Après le surf et la dope, vive les tronçonneuses qui transforment «les gens en distributeur de bonbons Pez» et vive la violence implacable du petit monde du trafic de drogue. Mais l’affrontement, même sanglant, se déguste, grâce à l’humour cynique distillé avec subtilité par Don Winslow. Ce dernier jette aussi un regard réaliste sur cette Californie frontalière qui snobe son grand voisin : racisme américano-mexicain, problèmes sociaux des immigrés, corruption de la police, inefficacité latente de la guerre anti-drogue, ultra-violence des gangs… Et se moque même gentiment du pape, dans un paragraphe à l’humour provocateur :
« La dope-sexe de Ben & Chon.
Responsable de plus d’orgasmes sur la côte Ouest que le docteur Johnson.
Pas étonnant que les Mexicains la veuillent.
Tout le monde en veut.
Vous filez ça au pape, il jouerait au frisbee avec des capotes qu’il balancerait de son balcon à une foule de fidèles en adoration. Leur dirait d’y aller. Dieu est bon, tirez votre coup. Dieu est amour, envoyez-vous en l’air. »
Qui de l’artisanat ou de la multinationale l’emportera ? sur qui parier ? business éthique ou capitalisme sauvage et décomplexé ? seule la lecture de ce polar haletant vous le dira.
Ne soyez pas déconcertés par la syntaxe et le rythme, surprenants au départ. Des chapitres très courts, des phrases qui claquent comme des mitraillettes. Un style très oralisé, où le « Fuck You » est roi (et constitue d’ailleurs le premier chapitre). Un style lapidaire – certains chapitres ne sont composés que de trois ou quatre phrases – comme une exécution où seule une balle suffit. Une écriture percutante pour un rythme haletant font de ce roman une spirale envoûtante. La pression monte et l’on dévore les chapitres. A cent à l’heure. Comme un shoot.

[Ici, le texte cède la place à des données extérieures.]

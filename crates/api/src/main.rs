//! Quotapay API Server
//!
//! HTTP entry point for payment creation, webhook ingestion, status
//! polling, and report unlocking.

use std::net::SocketAddr;
use std::sync::Arc;

use axum::http::{header, Method};
use tower_http::cors::{AllowOrigin, CorsLayer};
use tower_http::trace::TraceLayer;
use tracing_subscriber::{layer::SubscriberExt, util::SubscriberInitExt};

use quotapay_api::{create_router, AppState};
use quotapay_payments::QuotaService;
use quotapay_shared::{create_migration_pool, create_pool, run_migrations, Config};

#[tokio::main]
async fn main() -> anyhow::Result<()> {
    dotenvy::dotenv().ok();

    tracing_subscriber::registry()
        .with(
            tracing_subscriber::EnvFilter::try_from_default_env()
                .unwrap_or_else(|_| "info,quotapay_api=debug".into()),
        )
        .with(tracing_subscriber::fmt::layer())
        .init();

    tracing::info!("Starting Quotapay API Server v{}", env!("CARGO_PKG_VERSION"));

    let config = Config::from_env()?;
    tracing::info!("Configuration loaded");

    tracing::info!("Connecting to database...");
    let pool = create_pool(&config.database_url).await?;
    tracing::info!("Database connection established");

    // Migrations run over a direct connection when one is configured, so a
    // pooler in front of the regular URL cannot break prepared statements.
    let migration_pool = create_migration_pool(config.migration_url()).await?;
    run_migrations(&migration_pool).await?;
    migration_pool.close().await;

    let quota = Arc::new(QuotaService::from_env(pool.clone())?);
    let state = AppState::new(pool, &config, quota);

    // Explicit origin allowlist; defaults cover local development.
    let allowed_origins: Vec<axum::http::HeaderValue> = std::env::var("ALLOWED_ORIGINS")
        .unwrap_or_else(|_| "http://localhost:3000,http://127.0.0.1:3000".to_string())
        .split(',')
        .filter_map(|s| s.trim().parse().ok())
        .collect();
    tracing::info!(
        allowed_origins = ?allowed_origins,
        "CORS configured"
    );

    let cors = CorsLayer::new()
        .allow_origin(AllowOrigin::list(allowed_origins))
        .allow_methods([Method::GET, Method::POST, Method::OPTIONS])
        .allow_headers([header::AUTHORIZATION, header::CONTENT_TYPE, header::ACCEPT])
        .allow_credentials(true);

    let app = create_router(state)
        .layer(cors)
        .layer(TraceLayer::new_for_http());

    let addr: SocketAddr = config.bind_address.parse()?;
    tracing::info!("Starting server on {}", addr);

    let listener = tokio::net::TcpListener::bind(addr).await?;
    axum::serve(listener, app).await?;

    Ok(())
}
//! Return-URL signature generation and verification
//!
//! Signs `(invoice_number, timestamp)` pairs with HMAC-SHA256 so the
//! client-facing status page can prove the redirect parameters were issued
//! by us. The signer is pure and stateless: it does not enforce expiry,
//! the caller decides whether a timestamp is stale.

use base64::engine::general_purpose::URL_SAFE_NO_PAD;
use base64::Engine as _;
use hmac::{Hmac, Mac};
use sha2::Sha256;
use subtle::ConstantTimeEq;

type HmacSha256 = Hmac<Sha256>;

/// HMAC-SHA256 signer for return-URL parameters.
#[derive(Clone)]
pub struct Signer {
    secret: Vec<u8>,
}

impl Signer {
    pub fn new(secret: &str) -> Self {
        Self {
            secret: secret.as_bytes().to_vec(),
        }
    }

    /// Sign an invoice number and unix-seconds timestamp.
    ///
    /// Output is base64url without padding, so it is safe to embed in a
    /// query string without further escaping. Deterministic: the same
    /// inputs always produce the same signature.
    pub fn sign(&self, invoice_number: &str, timestamp: i64) -> String {
        let mut mac = match HmacSha256::new_from_slice(&self.secret) {
            Ok(mac) => mac,
            // HMAC accepts keys of any length; unreachable in practice.
            Err(_) => return String::new(),
        };
        mac.update(format!("{}:{}", invoice_number, timestamp).as_bytes());
        URL_SAFE_NO_PAD.encode(mac.finalize().into_bytes())
    }

    /// Verify a signature in constant time.
    ///
    /// Returns `false` (never an error) for malformed or mismatched input.
    pub fn verify(&self, invoice_number: &str, timestamp: i64, signature: &str) -> bool {
        let expected = self.sign(invoice_number, timestamp);
        if expected.is_empty() {
            return false;
        }
        expected.as_bytes().ct_eq(signature.as_bytes()).into()
    }
}
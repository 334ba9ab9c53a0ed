//! Quota package catalog
//!
//! Fixed lookup table from package code to quota units and list price.
//! Credit amounts are always derived from this table at credit time, never
//! trusted from the provider callback.

use crate::error::{PaymentError, PaymentResult};

/// A purchasable quota package.
#[derive(Debug, Clone, Copy, PartialEq, Eq)]
pub struct QuotaPackage {
    /// Package code as sent by the client (e.g. "5_quota").
    pub code: &'static str,
    /// Quota units credited on successful payment.
    pub units: i64,
    /// List price in the smallest currency unit.
    pub price: i64,
}

const PACKAGES: &[QuotaPackage] = &[
    QuotaPackage {
        code: "1_quota",
        units: 1,
        price: 100_000,
    },
    QuotaPackage {
        code: "3_quota",
        units: 3,
        price: 250_000,
    },
    QuotaPackage {
        code: "5_quota",
        units: 5,
        price: 350_000,
    },
];

/// Look up a package by code.
pub fn find(code: &str) -> Option<QuotaPackage> {
    PACKAGES.iter().copied().find(|p| p.code == code)
}

/// Quota units for a package code, or `InvalidRequest` for unknown codes.
pub fn units_for(code: &str) -> PaymentResult<i64> {
    find(code)
        .map(|p| p.units)
        .ok_or_else(|| PaymentError::InvalidRequest(format!("unknown package code: {}", code)))
}

/// All packages, for listing endpoints.
pub fn all() -> &'static [QuotaPackage] {
    PACKAGES
}

#[cfg(test)]
mod tests {
    use super::*;

    #[test]
    fn five_quota_package_grants_five_units() {
        let pkg = find("5_quota").unwrap();
        assert_eq!(pkg.units, 5);
        assert_eq!(pkg.price, 350_000);
    }

    #[test]
    fn unknown_code_is_invalid_request() {
        let err = units_for("99_quota").unwrap_err();
        assert!(matches!(err, PaymentError::InvalidRequest(_)));
    }

    #[test]
    fn codes_are_unique() {
        let mut codes: Vec<_> = all().iter().map(|p| p.code).collect();
        codes.sort_unstable();
        codes.dedup();
        assert_eq!(codes.len(), all().len());
    }
}
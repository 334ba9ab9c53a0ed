//! Application state

use std::sync::Arc;

use sqlx::PgPool;

use quotapay_payments::QuotaService;
use quotapay_shared::Config;

use crate::auth::JwtManager;

/// Shared application state
#[derive(Clone)]
pub struct AppState {
    pub pool: PgPool,
    pub quota: Arc<QuotaService>,
    pub jwt: JwtManager,
}

impl AppState {
    pub fn new(pool: PgPool, config: &Config, quota: Arc<QuotaService>) -> Self {
        Self {
            pool,
            quota,
            jwt: JwtManager::new(&config.jwt_secret),
        }
    }
}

De surcroît, les personnages sont attachants. Ben, ce producteur et vendeur d’hydro, incarne surtout la non-violence équitable : il réinvestit les bénéfices de son petit business dans des actions en faveur du Tiers Monde parce qu’«il a une conscience sociale». Il y a Chon, qui dort le doigt sur la gâchette et revit ses missions en Afghanistan ou en Irak, en bon vétéran du Truckistan. Et qui défendra ses amis becs et ongles. Il y a O., nymphomane à ses heures perdues, adepte de shopping, en guerre pacifique contre sa mère, Rapu, la « Reine Agressive Passive de l’Univers ».
Toujours pas convaincus par cette épopée rock et sanglante sur fond de sable californien et de champs de marijuana ? ce roman jubilatoire a tapé dans l’œil d’Oliver Stone qui se préparerait à l’adapter au cinéma avec un plateau de choix : John Travolta, Uma Thurman, Benicio Del Toro… Si la lecture vous rebute, patientez pour vous installer confortablement dans une salle obscure. Et là, vous aussi, vous succomberez à la sauvagerie !
Savages / Don WINSLOW – Editions du Masque (collection Grands Formats) – Mars 2011 (France) / 2010 (Etats-Unis)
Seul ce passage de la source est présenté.